But the attorneys general points out that "in our states, non-medical users are shifting away from the new tamper-resistant formulations to non-tamper-resistant formulations of other opioids as well as to illegal drugs. There is great concern in our law enforcement community that many non-tamper-resistant products are available for abuse when only a few products have been formulated with tamper-resistant features.
And so, they argue that the "development of tamper-resistant drugs provides an opportunity. Adding new physical and chemical features to prescription opioids to deter abuse could reduce misuse of these drugs and the sometimes deadly consequences." The letter, by the way, was formally sent by the National Association of Attorneys General (here is the letter).
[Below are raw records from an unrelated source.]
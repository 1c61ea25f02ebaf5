use crate::{
    parser::{Parse, Parser},
    tokenizer::TokenKind,
};
use std::ops::Range;
use symcheck_error::Error;

/// The kind of a [`Literal`].
#[derive(Debug, Clone, Copy, PartialEq)]
pub enum LiteralKind {
    /// An integer, such as `16`.
    Integer,

    /// A decimal, such as `3.14` or `2e-3`.
    Decimal,

    /// A free symbol, such as `x`.
    Symbol,

    /// A name bound to something in the binding table, such as `pi` when it is bound to the
    /// constant, or `sin` when it is not called.
    Name,
}

/// A single-token expression.
#[derive(Debug, Clone, PartialEq)]
pub struct Literal {
    /// The kind of literal.
    pub kind: LiteralKind,

    /// The literal as written.
    pub lexeme: String,

    /// The region of the source code that this literal was parsed from.
    pub span: Range<usize>,
}

impl Literal {
    /// Returns the span of the literal.
    pub fn span(&self) -> Range<usize> {
        self.span.clone()
    }
}

impl Parse for Literal {
    fn parse(input: &mut Parser) -> Result<Self, Error> {
        let token = input.next_token()?;
        let kind = match token.kind {
            TokenKind::Integer => LiteralKind::Integer,
            TokenKind::Decimal => LiteralKind::Decimal,
            TokenKind::Symbol => LiteralKind::Symbol,
            TokenKind::Name => LiteralKind::Name,
            _ => return Err(input.unexpected(&token, &[
                TokenKind::Integer,
                TokenKind::Decimal,
                TokenKind::Symbol,
                TokenKind::Name,
            ])),
        };

        Ok(Self {
            kind,
            lexeme: token.lexeme.to_owned(),
            span: token.span,
        })
    }
}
Two months ago, the FDA issued a draft guidance that attempts to help drugmakers determine which studies should be conducted to develop medicines to thwart abuse and the labeling claims that the agency may approve. However, the agency is not requiring drugmakers to develop abuse-resistant painkillers, which are designed to prevent people from crushing and then snorting, but the FDA is trying to determine which approaches may succeed.
Recently, the FDA denied a citizen petition filed by Purdue Pharma, which sells OxyContin, that asked the agency to withhold approval of any generic version that lacked abuse-deterrent features (read here). As the FDA Law Blog notes, the agency did not comment, however, and Purdue filed an appeal for the agency to reconsider (see here). By thwarting generic versions of OxyContin that lack abuse-deterrant features, Purdue can build a larger market for its newer version, which includes such features.